## WORK ITEM
Copy out all lines of the material below in which "DiffOpt" occurs.

## MATERIAL PROVIDED
// Copyright 2025 Benchmark Dashboard Contributors
// SPDX-License-Identifier: Apache-2.0

//! Service configuration.
//!
//! Sources, later ones overriding earlier ones:
//!
//! 1. built-in defaults
//! 2. an optional `dashboard.toml` in the working directory
//! 3. `DASHBOARD_*` environment variables (a `.env` file is loaded first)
//!
//! `DASHBOARD_TICK_VALUES` takes a comma separated list.

use bench_dashboard_charts::{ChartOptions, TickPolicy};
use config::{Config, ConfigBuilder, ConfigError, Environment, File};
use serde::Deserialize;
use std::path::PathBuf;

/// Log output format.
#[derive(Debug, Clone, Copy, Default, PartialEq, Eq, Deserialize)]
#[serde(rename_all = "lowercase")]
pub enum LogFormat {
    /// Human readable lines.
    #[default]
    Pretty,
    /// One JSON object per line.
    Json,
}

/// Dashboard service configuration.
#[derive(Debug, Clone, Deserialize)]
pub struct DashboardConfig {
    /// Bind address.
    pub host: String,
    /// Bind port.
    pub port: u16,
    /// Directory holding one subdirectory per result set.
    pub base_dir: PathBuf,
    /// Build a missing aggregate from the run files.
    pub generate_if_missing: bool,
    /// Result directory selected when the page opens.
    #[serde(default)]
    pub default_directory: Option<String>,
    /// Fixed x-axis ticks; data-driven when unset.
    #[serde(default)]
    pub tick_values: Option<Vec<u64>>,
    /// Log output format.
    #[serde(default)]
    pub log_format: LogFormat,
}

impl DashboardConfig {
    /// Config builder preloaded with the defaults.
    pub fn defaults() -> Result<ConfigBuilder<config::builder::DefaultState>, ConfigError> {
        Config::builder()
            .set_default("host", "127.0.0.1")?
            .set_default("port", 8050)?
            .set_default("base_dir", "benchmark")?
            .set_default("generate_if_missing", true)?
            .set_default("log_format", "pretty")
    }

    /// Load configuration from defaults, `dashboard.toml` and the environment.
    pub fn load() -> Result<Self, ConfigError> {
        dotenvy::dotenv().ok();

        Self::defaults()?
            .add_source(File::with_name("dashboard").required(false))
            .add_source(Self::environment())
            .build()?
            .try_deserialize()
    }

    /// `DASHBOARD_<KEY>` variables, e.g. `DASHBOARD_BASE_DIR`.
    fn environment() -> Environment {
        Environment::with_prefix("DASHBOARD")
            .prefix_separator("_")
            .separator("__")
            .list_separator(",")
            .with_list_parse_key("tick_values")
            .try_parsing(true)
    }

    /// `host:port` to bind.
    pub fn bind_addr(&self) -> String {
        format!("{}:{}", self.host, self.port)
    }

    /// Chart options derived from the configuration.
    pub fn chart_options(&self) -> ChartOptions {
        ChartOptions {
            tick_policy: TickPolicy::from_config(self.tick_values.clone()),
        }
    }
}

#[cfg(test)]
mod tests {
    use super::*;
    use config::{FileFormat, Map};

    #[test]
    fn test_defaults() {
        let config: DashboardConfig = DashboardConfig::defaults()
            .unwrap()
            .build()
            .unwrap()
            .try_deserialize()
            .unwrap();

        assert_eq!(config.bind_addr(), "127.0.0.1:8050");
        assert_eq!(config.base_dir, PathBuf::from("benchmark"));
        assert!(config.generate_if_missing);
        assert_eq!(config.default_directory, None);
        assert_eq!(config.log_format, LogFormat::Pretty);
        assert_eq!(config.chart_options().tick_policy, TickPolicy::DataDriven);
    }

    #[test]
    fn test_file_overrides_defaults() {
        let toml = r#"
            port = 9000
            base_dir = "/data/bench"
            generate_if_missing = false
            default_directory = "DiffOpt"
            tick_values = [8, 16, 32, 64, 128, 256, 1024]
            log_format = "json"
        "#;
        let config: DashboardConfig = DashboardConfig::defaults()
            .unwrap()
            .add_source(File::from_str(toml, FileFormat::Toml))
            .build()
            .unwrap()
            .try_deserialize()
            .unwrap();

        assert_eq!(config.port, 9000);
        assert!(!config.generate_if_missing);
        assert_eq!(config.default_directory.as_deref(), Some("DiffOpt"));
        assert_eq!(config.log_format, LogFormat::Json);
        assert_eq!(
            config.chart_options().tick_policy,
            TickPolicy::Fixed(vec![8, 16, 32, 64, 128, 256, 1024])
        );
    }

    #[test]
    fn test_environment_overrides_use_single_underscore_prefix() {
        let vars: Map<String, String> = [
            ("DASHBOARD_BASE_DIR", "/srv/results"),
            ("DASHBOARD_PORT", "9100"),
            ("DASHBOARD_TICK_VALUES", "8,64,512"),
        ]
        .into_iter()
        .map(|(k, v)| (k.to_string(), v.to_string()))
        .collect();

        let config: DashboardConfig = DashboardConfig::defaults()
            .unwrap()
            .add_source(DashboardConfig::environment().source(Some(vars)))
            .build()
            .unwrap()
            .try_deserialize()
            .unwrap();

        assert_eq!(config.base_dir, PathBuf::from("/srv/results"));
        assert_eq!(config.port, 9100);
        assert_eq!(
            config.chart_options().tick_policy,
            TickPolicy::Fixed(vec![8, 64, 512])
        );
    }
}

## EXPECTED ANSWER
            default_directory = "DiffOpt"
        assert_eq!(config.default_directory.as_deref(), Some("DiffOpt"));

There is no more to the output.